Data extracted from a collection:
--- --- ---

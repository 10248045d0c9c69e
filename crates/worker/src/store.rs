//! In-memory [`WorkflowStore`] backed by a JSON snapshot file.

use std::collections::{BTreeMap, HashSet};
use std::path::Path;

use async_trait::async_trait;
use serde::{Deserialize, Serialize};
use tokio::sync::RwLock;

use labelwork_core::annotation::{Annotation, Assignment, AssignmentStatus, ConsensusAnnotation};
use labelwork_core::error::CoreError;
use labelwork_core::sampling::ScopeConfig;
use labelwork_core::scheme::Scheme;
use labelwork_core::store::{AnnotationSelector, ItemFilter, WorkflowStore};
use labelwork_core::types::{ItemId, ProjectId, RowId, SchemeId, ScopeId};

/// One item of a project's pool, with the attributes filters match on.
#[derive(Debug, Clone, PartialEq, Serialize, Deserialize)]
pub struct StoredItem {
    pub item_id: ItemId,
    #[serde(default)]
    pub attributes: serde_json::Map<String, serde_json::Value>,
}

/// Everything the store holds, as persisted on disk.
#[derive(Debug, Clone, Default, PartialEq, Serialize, Deserialize)]
pub struct Snapshot {
    #[serde(default)]
    pub schemes: BTreeMap<SchemeId, Scheme>,
    #[serde(default)]
    pub scopes: BTreeMap<ScopeId, ScopeConfig>,
    #[serde(default)]
    pub items: BTreeMap<ProjectId, Vec<StoredItem>>,
    #[serde(default)]
    pub assignments: Vec<Assignment>,
    #[serde(default)]
    pub annotations: Vec<Annotation>,
    #[serde(default)]
    pub consensus: BTreeMap<ScopeId, Vec<ConsensusAnnotation>>,
}

#[derive(Debug, Default)]
pub struct MemoryStore {
    state: RwLock<Snapshot>,
}

fn storage_error(action: &str, path: &Path, err: impl std::fmt::Display) -> CoreError {
    CoreError::Storage(format!("{action} {}: {err}", path.display()))
}

impl MemoryStore {
    pub fn new(snapshot: Snapshot) -> Self {
        Self {
            state: RwLock::new(snapshot),
        }
    }

    /// Load a snapshot file. A missing file yields an empty store.
    pub async fn open(path: &Path) -> Result<Self, CoreError> {
        let bytes = match tokio::fs::read(path).await {
            Ok(bytes) => bytes,
            Err(err) if err.kind() == std::io::ErrorKind::NotFound => {
                tracing::warn!(path = %path.display(), "Snapshot not found, starting empty");
                return Ok(Self::default());
            }
            Err(err) => return Err(storage_error("reading", path, err)),
        };
        let snapshot: Snapshot =
            serde_json::from_slice(&bytes).map_err(|e| storage_error("parsing", path, e))?;
        tracing::info!(
            path = %path.display(),
            scopes = snapshot.scopes.len(),
            annotations = snapshot.annotations.len(),
            "Loaded snapshot"
        );
        Ok(Self::new(snapshot))
    }

    /// Write the current state to `path` as pretty-printed JSON.
    pub async fn save(&self, path: &Path) -> Result<(), CoreError> {
        let json = {
            let state = self.state.read().await;
            serde_json::to_vec_pretty(&*state).map_err(|e| storage_error("encoding", path, e))?
        };
        tokio::fs::write(path, json)
            .await
            .map_err(|e| storage_error("writing", path, e))
    }

    /// A copy of the current state.
    pub async fn snapshot(&self) -> Snapshot {
        self.state.read().await.clone()
    }

    /// Append annotations, replacing rows with the same id.
    pub async fn record_annotations(&self, annotations: Vec<Annotation>) {
        let mut state = self.state.write().await;
        let ids: HashSet<RowId> = annotations.iter().map(|a| a.annotation_id).collect();
        state.annotations.retain(|a| !ids.contains(&a.annotation_id));
        state.annotations.extend(annotations);
    }
}

/// Match an item against a filter of `attribute -> expected value` pairs.
fn matches_filter(item: &StoredItem, filter: &ItemFilter) -> Result<bool, CoreError> {
    match &filter.0 {
        serde_json::Value::Null => Ok(true),
        serde_json::Value::Object(expected) => Ok(expected
            .iter()
            .all(|(key, value)| item.attributes.get(key) == Some(value))),
        other => Err(CoreError::Validation(format!(
            "item filter must be an object, got {other}"
        ))),
    }
}

#[async_trait]
impl WorkflowStore for MemoryStore {
    async fn load_scheme(&self, scheme_id: &SchemeId) -> Result<Scheme, CoreError> {
        self.state
            .read()
            .await
            .schemes
            .get(scheme_id)
            .cloned()
            .ok_or_else(|| CoreError::NotFound {
                entity: "scheme",
                id: scheme_id.clone(),
            })
    }

    async fn load_annotations(
        &self,
        selector: &AnnotationSelector,
    ) -> Result<Vec<Annotation>, CoreError> {
        let state = self.state.read().await;
        let rows = match selector {
            AnnotationSelector::Assignment(assignment_id) => state
                .annotations
                .iter()
                .filter(|a| a.assignment_id == *assignment_id)
                .cloned()
                .collect(),
            AnnotationSelector::Items(item_ids) => {
                let wanted: HashSet<&str> = item_ids.iter().map(String::as_str).collect();
                state
                    .annotations
                    .iter()
                    .filter(|a| wanted.contains(a.item_id.as_str()))
                    .cloned()
                    .collect()
            }
        };
        Ok(rows)
    }

    async fn load_item_pool(
        &self,
        project_id: &ProjectId,
        filter: &ItemFilter,
    ) -> Result<Vec<ItemId>, CoreError> {
        let state = self.state.read().await;
        let items = state.items.get(project_id).ok_or_else(|| CoreError::NotFound {
            entity: "project",
            id: project_id.clone(),
        })?;

        let mut pool = Vec::with_capacity(items.len());
        for item in items {
            if matches_filter(item, filter)? {
                pool.push(item.item_id.clone());
            }
        }
        Ok(pool)
    }

    async fn load_scope(&self, scope_id: &ScopeId) -> Result<ScopeConfig, CoreError> {
        self.state
            .read()
            .await
            .scopes
            .get(scope_id)
            .cloned()
            .ok_or_else(|| CoreError::NotFound {
                entity: "scope",
                id: scope_id.clone(),
            })
    }

    async fn load_assignment(&self, assignment_id: RowId) -> Result<Assignment, CoreError> {
        self.state
            .read()
            .await
            .assignments
            .iter()
            .find(|a| a.assignment_id == assignment_id)
            .cloned()
            .ok_or_else(|| CoreError::NotFound {
                entity: "assignment",
                id: assignment_id.to_string(),
            })
    }

    async fn list_assignments(&self, scope_id: &ScopeId) -> Result<Vec<Assignment>, CoreError> {
        let state = self.state.read().await;
        let mut rows: Vec<Assignment> = state
            .assignments
            .iter()
            .filter(|a| &a.scope_id == scope_id)
            .cloned()
            .collect();
        rows.sort_by(|a, b| (a.order, &a.user_id).cmp(&(b.order, &b.user_id)));
        Ok(rows)
    }

    async fn save_assignments(
        &self,
        scope_id: &ScopeId,
        assignments: Vec<Assignment>,
    ) -> Result<(), CoreError> {
        if let Some(stray) = assignments.iter().find(|a| &a.scope_id != scope_id) {
            return Err(CoreError::Validation(format!(
                "assignment {} belongs to scope {}, not {scope_id}",
                stray.assignment_id, stray.scope_id
            )));
        }
        self.state.write().await.assignments.extend(assignments);
        Ok(())
    }

    async fn save_assignment_status(
        &self,
        assignment_id: RowId,
        status: AssignmentStatus,
    ) -> Result<(), CoreError> {
        let mut state = self.state.write().await;
        let assignment = state
            .assignments
            .iter_mut()
            .find(|a| a.assignment_id == assignment_id)
            .ok_or_else(|| CoreError::NotFound {
                entity: "assignment",
                id: assignment_id.to_string(),
            })?;
        assignment.status = status;
        Ok(())
    }

    async fn replace_consensus(
        &self,
        scope_id: &ScopeId,
        consensus: Vec<ConsensusAnnotation>,
    ) -> Result<(), CoreError> {
        self.state
            .write()
            .await
            .consensus
            .insert(scope_id.clone(), consensus);
        Ok(())
    }

    async fn load_consensus(
        &self,
        scope_id: &ScopeId,
    ) -> Result<Vec<ConsensusAnnotation>, CoreError> {
        Ok(self
            .state
            .read()
            .await
            .consensus
            .get(scope_id)
            .cloned()
            .unwrap_or_default())
    }
}

#[cfg(test)]
mod tests {
    use super::*;
    use assert_matches::assert_matches;

    fn item(id: &str, lang: &str) -> StoredItem {
        let mut attributes = serde_json::Map::new();
        attributes.insert("lang".into(), serde_json::json!(lang));
        StoredItem {
            item_id: id.into(),
            attributes,
        }
    }

    fn store() -> MemoryStore {
        let mut snapshot = Snapshot::default();
        snapshot
            .items
            .insert("p1".into(), vec![item("a", "en"), item("b", "de"), item("c", "en")]);
        MemoryStore::new(snapshot)
    }

    #[tokio::test]
    async fn item_pool_applies_filter() {
        let store = store();
        let all = store.load_item_pool(&"p1".into(), &ItemFilter::all()).await.unwrap();
        assert_eq!(all, vec!["a", "b", "c"]);

        let english = ItemFilter(serde_json::json!({"lang": "en"}));
        let pool = store.load_item_pool(&"p1".into(), &english).await.unwrap();
        assert_eq!(pool, vec!["a", "c"]);
    }

    #[tokio::test]
    async fn malformed_filter_and_unknown_project() {
        let store = store();
        assert_matches!(
            store
                .load_item_pool(&"p1".into(), &ItemFilter(serde_json::json!(["en"])))
                .await,
            Err(CoreError::Validation(_))
        );
        assert_matches!(
            store.load_item_pool(&"nope".into(), &ItemFilter::all()).await,
            Err(CoreError::NotFound { entity: "project", .. })
        );
    }

    #[tokio::test]
    async fn missing_rows_are_not_found() {
        let store = store();
        assert_matches!(
            store.load_scope(&"s".into()).await,
            Err(CoreError::NotFound { entity: "scope", .. })
        );
        assert_matches!(
            store
                .save_assignment_status(RowId::nil(), AssignmentStatus::Full)
                .await,
            Err(CoreError::NotFound { entity: "assignment", .. })
        );
        assert!(store.load_consensus(&"s".into()).await.unwrap().is_empty());
    }

    #[tokio::test]
    async fn open_missing_file_is_empty() {
        let dir = tempfile::tempdir().unwrap();
        let store = MemoryStore::open(&dir.path().join("absent.json")).await.unwrap();
        assert_eq!(store.snapshot().await, Snapshot::default());
    }

    #[tokio::test]
    async fn save_then_open_restores_state() {
        let dir = tempfile::tempdir().unwrap();
        let path = dir.path().join("snapshot.json");
        let store = store();
        store.save(&path).await.unwrap();

        let reopened = MemoryStore::open(&path).await.unwrap();
        assert_eq!(reopened.snapshot().await, store.snapshot().await);
    }

    #[tokio::test]
    async fn corrupt_file_is_a_storage_error() {
        let dir = tempfile::tempdir().unwrap();
        let path = dir.path().join("broken.json");
        tokio::fs::write(&path, b"{not json").await.unwrap();
        assert_matches!(MemoryStore::open(&path).await, Err(CoreError::Storage(_)));
    }
}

--- --- ---

- _PROBLEM REQUIREMENTS_:
Can you write out the lines above, from the first one through the one containing "use tokio::sync::RwLock;", exactly as they appear and nothing more?

- _YOUR SOLUTION_:
repository 10248045d0c9c69e
filename crates/worker/src/store.rs
//! In-memory [`WorkflowStore`] backed by a JSON snapshot file.

use std::collections::{BTreeMap, HashSet};
use std::path::Path;

use async_trait::async_trait;
use serde::{Deserialize, Serialize};
use tokio::sync::RwLock;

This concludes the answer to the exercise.